The academia known NP-hard problem can be considered a byname of those “hardest” optimization problems. NP-hard problems are almost ubiquitous, from classical graph theory, sequencing, coding problems, to our many real-life related practical problems like air-flight/shop scheduling, ship cargo packing and so on. To solve these difficult optimization problems, many optimization heuristics emulate certain natural optimization processes, from biology evolution, mathematics, physics, neural system and statistic mechanics, etc. Since most of these nature-process emulated algorithms involve randomness-based non-deterministic procedures that will take quite large CPU resources for large problem instances, they are not necessarily practical for our today’s real-life problems that tend to have larger and larger input sizes.

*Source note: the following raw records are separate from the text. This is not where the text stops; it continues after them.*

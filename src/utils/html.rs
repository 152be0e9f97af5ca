use base64::{Engine, engine::general_purpose::STANDARD};
use thiserror::Error;

#[derive(Debug, Error)]
pub enum PromptError {
    #[error("prompt is not valid base64: {0}")]
    Base64(#[from] base64::DecodeError),

    #[error("prompt is not valid UTF-8: {0}")]
    Utf8(#[from] std::string::FromUtf8Error),
}

/// Clean HTML content using the ammonia library.
///
/// Whitelist-based: keeps formatting tags (<b>, <p>, <sup>) and strips
/// <script>, <iframe> and event-handler attributes.
pub fn clean_html(input: &str) -> String {
    ammonia::clean(input)
}

/// Decodes a quiz prompt stored as base64 of HTML text and sanitizes it.
///
/// Whitespace (line breaks inserted by the encoder) is ignored.
pub fn decode_prompt(encoded: &str) -> Result<String, PromptError> {
    let compact: String = encoded.chars().filter(|c| !c.is_whitespace()).collect();
    let bytes = STANDARD.decode(compact)?;
    let html = String::from_utf8(bytes)?;
    Ok(clean_html(&html))
}

#[cfg(test)]
mod tests {
    use super::*;

    fn encode(html: &str) -> String {
        STANDARD.encode(html)
    }

    #[test]
    fn decodes_formatting() {
        let prompt = encode("<p>What is 2<sup>3</sup>?</p>");
        assert_eq!(decode_prompt(&prompt).unwrap(), "<p>What is 2<sup>3</sup>?</p>");
    }

    #[test]
    fn strips_scripts() {
        let prompt = encode("<b>Pick one</b><script>alert(1)</script>");
        let html = decode_prompt(&prompt).unwrap();
        assert_eq!(html, "<b>Pick one</b>");
    }

    #[test]
    fn tolerates_wrapped_lines() {
        let encoded = encode("Which key saves a file?");
        let (head, tail) = encoded.split_at(8);
        let wrapped = format!("{head}\n{tail}");
        assert_eq!(decode_prompt(&wrapped).unwrap(), "Which key saves a file?");
    }

    #[test]
    fn rejects_invalid_base64() {
        assert!(matches!(decode_prompt("not base64!"), Err(PromptError::Base64(_))));
    }
}
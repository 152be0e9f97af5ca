// src/calc/pagination.rs

use serde::Serialize;

/// One page of an in-memory list.
#[derive(Debug, Clone, PartialEq, Serialize)]
pub struct Page<T> {
    pub page_items: Vec<T>,
    pub page: usize,
    pub page_size: usize,
    pub total_pages: usize,
    pub total_items: usize,
}

/// Slices `items` into 1-based pages.
///
/// A page past the end yields no items. Page 0 is treated as page 1 and a page
/// size of 0 as 1.
pub fn paginate<T: Clone>(items: &[T], page: usize, page_size: usize) -> Page<T> {
    let page = page.max(1);
    let page_size = page_size.max(1);
    let total_items = items.len();
    let total_pages = total_items.div_ceil(page_size);

    let start = (page - 1).saturating_mul(page_size);
    let page_items = if start >= total_items {
        Vec::new()
    } else {
        let end = start.saturating_add(page_size).min(total_items);
        items[start..end].to_vec()
    };

    Page {
        page_items,
        page,
        page_size,
        total_pages,
        total_items,
    }
}
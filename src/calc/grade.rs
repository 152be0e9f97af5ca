// src/calc/grade.rs

use rust_decimal::{Decimal, RoundingStrategy};
use serde::{Deserialize, Serialize};

use crate::{
    calc::ValidationError,
    models::paper::{Paper, PaperInput},
};

/// Letter bucket for a percentage. Ordered `Fail < D < C < B < A`.
#[derive(Debug, Clone, Copy, PartialEq, Eq, PartialOrd, Ord, Hash, Serialize, Deserialize)]
pub enum Grade {
    #[serde(rename = "FAIL")]
    Fail,
    D,
    C,
    B,
    A,
}

impl Grade {
    /// | Percentage | Grade |
    /// |------------|-------|
    /// | >= 85      | A     |
    /// | >= 70      | B     |
    /// | >= 55      | C     |
    /// | >= 40      | D     |
    /// | < 40       | FAIL  |
    pub fn from_percentage(percentage: Decimal) -> Self {
        match percentage {
            p if p >= Decimal::from(85) => Grade::A,
            p if p >= Decimal::from(70) => Grade::B,
            p if p >= Decimal::from(55) => Grade::C,
            p if p >= Decimal::from(40) => Grade::D,
            _ => Grade::Fail,
        }
    }
}

/// Totals for a set of papers. Always derived, never stored.
#[derive(Debug, Clone, PartialEq, Eq, Serialize)]
pub struct ResultSummary {
    pub total_full: u64,
    pub total_pass: u64,
    pub total_obtained: i64,
    /// Two decimal places, serialized as a string ("72.50").
    pub percentage: Decimal,
    /// `None` when there are no full marks to grade against.
    pub grade: Option<Grade>,
}

/// Sums marks across papers and grades the percentage.
///
/// Papers without entered marks contribute 0 obtained. When the total full
/// marks is 0 (no papers, or only speed papers) the percentage is `0.00` and
/// no grade is given.
pub fn compute_totals(papers: &[Paper]) -> ResultSummary {
    let total_full: u64 = papers.iter().map(|p| u64::from(p.full_marks)).sum();
    let total_pass: u64 = papers.iter().map(|p| u64::from(p.pass_marks)).sum();
    let total_obtained: i64 = papers.iter().filter_map(|p| p.marks_obtained).sum();

    if total_full == 0 {
        return ResultSummary {
            total_full,
            total_pass,
            total_obtained,
            percentage: Decimal::new(0, 2),
            grade: None,
        };
    }

    let mut percentage = (Decimal::from(total_obtained) * Decimal::from(100)
        / Decimal::from(total_full))
    .round_dp_with_strategy(2, RoundingStrategy::MidpointAwayFromZero);
    percentage.rescale(2);

    ResultSummary {
        total_full,
        total_pass,
        total_obtained,
        percentage,
        grade: Some(Grade::from_percentage(percentage)),
    }
}

/// When a paper is being checked. Blank marks are fine while editing.
#[derive(Debug, Clone, Copy, Default, PartialEq, Eq, Serialize, Deserialize)]
#[serde(rename_all = "lowercase")]
pub enum ValidationStage {
    #[default]
    Editing,
    Submission,
}

pub fn validate_paper(paper: &Paper, stage: ValidationStage) -> Result<(), ValidationError> {
    match paper.marks_obtained {
        None if stage == ValidationStage::Submission => Err(ValidationError::Required),
        None => Ok(()),
        Some(obtained) if obtained < 0 || obtained > i64::from(paper.full_marks) => {
            Err(ValidationError::OutOfRange {
                obtained,
                full_marks: paper.full_marks,
            })
        }
        Some(_) => Ok(()),
    }
}

/// A failed paper in a marks form.
#[derive(Debug, Clone, PartialEq, Eq, Serialize)]
pub struct PaperIssue {
    pub index: usize,
    pub paper_name: String,
    pub error: ValidationError,
}

/// Validates every paper so the form can show all errors at once.
pub fn validate_papers(papers: &[Paper], stage: ValidationStage) -> Vec<PaperIssue> {
    papers
        .iter()
        .enumerate()
        .filter_map(|(index, paper)| {
            validate_paper(paper, stage).err().map(|error| PaperIssue {
                index,
                paper_name: paper.paper_name.clone(),
                error,
            })
        })
        .collect()
}

/// Parses and validates raw form/API papers in one pass.
pub fn check_papers(
    inputs: Vec<PaperInput>,
    stage: ValidationStage,
) -> Result<Vec<Paper>, Vec<PaperIssue>> {
    let mut papers = Vec::with_capacity(inputs.len());
    let mut issues = Vec::new();

    for (index, input) in inputs.into_iter().enumerate() {
        let paper_name = input.paper_name.clone();
        match input.into_paper() {
            Ok(paper) => {
                if let Err(error) = validate_paper(&paper, stage) {
                    issues.push(PaperIssue {
                        index,
                        paper_name,
                        error,
                    });
                }
                papers.push(paper);
            }
            Err(error) => issues.push(PaperIssue {
                index,
                paper_name,
                error,
            }),
        }
    }

    if issues.is_empty() { Ok(papers) } else { Err(issues) }
}
// src/models/mod.rs

pub mod envelope;
pub mod lenient;
pub mod paper;
pub mod quiz;
pub mod transaction;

For example, in a simulated annealing algorithm for the deep sub-micron placement and routing problems, multiple objectives and constraints need to be integrated together in the cost function, which might unfortunately cause mutual conflicts on the penalty function and jeopardize the searching conversion for global optimization solutions. In this proposal, we are proposing a newly invented deterministic heuristic, Less Flexibility First (LFF) methodology, which can efficiently reflect the multiple optimization goals more effectively and thus should be able to overcome the drawbacks of the non-deterministic based methods. We will apply this new technique for solving 3D ship-cargo packing optimization and VLSI EDA (Electronic Design Automation) problems.